I’ve defined a spherical polygon as a list of points on the sphere, coupled with whether the corresponding great circle arcs on the sphere are the longer one or the shorter one. Of the two regions of the sphere the polygon creates, the “interior” is the one enclosed by the “counter-clockwise” polygon.

Since you can rotate a sphere any direction, the problem is basically determining if the north pole of the sphere is within the interior of the polygon. There seems to be 4 cases:

  1. polygon encloses neither north pole nor south pole. (w = 0)

  2. polygon encloses north pole only. (w = 1, 2, 3 …)

  3. polygon encloses south pole only. (w = −1, −2, −3, …)

  4. polygon encloses both poles. (w = ?)

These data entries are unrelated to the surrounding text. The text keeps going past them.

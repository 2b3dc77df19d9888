//! Trampoline Engine - Depth-1 Tail Call Elimination
//!
//! `trap` is called by a tail-recursive operation with its one-step body and
//! the arguments of the current call. The first (outer) call in a context
//! drives a loop; every recursive call made by the body while that loop is
//! running only rebinds the arguments and returns the sentinel, which unwinds
//! the body's frame. Only one frame of the recursive operation is alive at any
//! time, whatever the logical recursion depth.
//!
//! ```text
//! outer trap(args0)          slot: Pending(args0)
//!   loop:
//!     call(args0)            slot: Armed
//!       op(args1) -> trap    slot: Pending(args1), returns Bounce
//!     <- Bounce              continue
//!     call(args1)            slot: Armed
//!     <- Done(r)             slot cleared, return Done(r)
//! ```

use tracing::trace;

use crate::backend::context::ExecutionContext;
use crate::backend::errors::TrapError;
use crate::backend::slot::ArgumentSlot;

use super::types::{Sentinel, Tail};

/// Engine shared by the free `trap` functions
static ENGINE: Trampoline = Trampoline::new();

/// A trampoline engine.
///
/// Bounce markers cannot be created outside this crate, but they carry no
/// engine identity: which loop a bounce belongs to is decided by the context.
#[derive(Debug)]
pub struct Trampoline {
    sentinel: Sentinel,
}

impl Trampoline {
    pub const fn new() -> Self {
        Trampoline {
            sentinel: Sentinel::new(),
        }
    }

    /// Intercept one invocation of a tail-recursive operation.
    ///
    /// If a loop is already running for `ctx` (non-empty slot) this is a
    /// recursive call: the slot is overwritten with `args` and a bounce is
    /// returned without invoking `call`. Otherwise the loop is started and
    /// driven until `call` produces a terminal result or fails. The slot is
    /// cleared on every exit path before the result or error is returned.
    pub fn trap<A, R, E, F>(&self, ctx: &ExecutionContext, mut call: F, args: A) -> Result<Tail<R>, E>
    where
        A: 'static,
        F: FnMut(A) -> Result<Tail<R>, E>,
        E: From<TrapError>,
    {
        let slot = ctx.slot::<A>()?;
        if !slot.is_empty() {
            slot.set_args(args);
            return Ok(Tail::bounce(self.sentinel));
        }

        slot.set_args(args);
        let mut guard = LoopGuard {
            ctx,
            slot: &slot,
            rounds: 0,
        };
        trace!(target: "tailtrap::trampoline", ctx = ctx.id(), "loop started");

        loop {
            let args = slot.take_args().ok_or(TrapError::MissingArguments)?;
            guard.rounds += 1;
            let step = call(args)?;
            if step.is_done() {
                trace!(target: "tailtrap::trampoline", ctx = ctx.id(), rounds = guard.rounds, "loop finished");
                return Ok(step);
            }
        }
    }
}

impl Default for Trampoline {
    fn default() -> Self {
        Self::new()
    }
}

/// Clears the slot and records statistics when the driving loop exits
struct LoopGuard<'a, A> {
    ctx: &'a ExecutionContext,
    slot: &'a ArgumentSlot<A>,
    rounds: u64,
}

impl<A> Drop for LoopGuard<'_, A> {
    fn drop(&mut self) {
        self.slot.clear();
        self.ctx.record_rounds(self.rounds);
    }
}

/// Run one invocation of a tail-recursive operation in an explicit context.
///
/// This is the reference form: the operation threads `ctx` to itself.
///
/// ```
/// use tailtrap::{trap, ExecutionContext, Tail, TrapError};
///
/// fn sum_to(ctx: &ExecutionContext, n: u64, acc: u64) -> Result<Tail<u64>, TrapError> {
///     trap(ctx, |(n, acc)| {
///         if n == 0 {
///             return Ok(Tail::done(acc));
///         }
///         sum_to(ctx, n - 1, acc + n)
///     }, (n, acc))
/// }
///
/// let total = ExecutionContext::scope(|ctx| sum_to(ctx, 100_000, 0)?.into_value()).unwrap();
/// assert_eq!(total, 5_000_050_000);
/// ```
pub fn trap<A, R, E, F>(ctx: &ExecutionContext, call: F, args: A) -> Result<Tail<R>, E>
where
    A: 'static,
    F: FnMut(A) -> Result<Tail<R>, E>,
    E: From<TrapError>,
{
    ENGINE.trap(ctx, call, args)
}

/// Run one invocation of a tail-recursive operation in the worker's current context.
///
/// Lets the operation keep its original signature. Fails with
/// [`TrapError::NoContext`] when called outside a binder scope.
pub fn trap_current<A, R, E, F>(call: F, args: A) -> Result<Tail<R>, E>
where
    A: 'static,
    F: FnMut(A) -> Result<Tail<R>, E>,
    E: From<TrapError>,
{
    let ctx = ExecutionContext::current()?;
    ENGINE.trap(&ctx, call, args)
}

I think the normal rule, point is inside if and only if the winding number is not 0 works for cases 1 and 2. Case 3 I think can be covered if we narrow it to if and only if the winding number is greater than 0, since such a polygon would always have a negative winding number. But how do you account for case 4?

My question is: do I have a valid point-in-polygon test for cases 1–3, and if so, how can I extend it to cover case 4? I suspect it would have a winding number of 0, but I don’t know if this is true other than a few simple examples, and that’s clearly not helpful since it contradicts the test for the other 3 cases.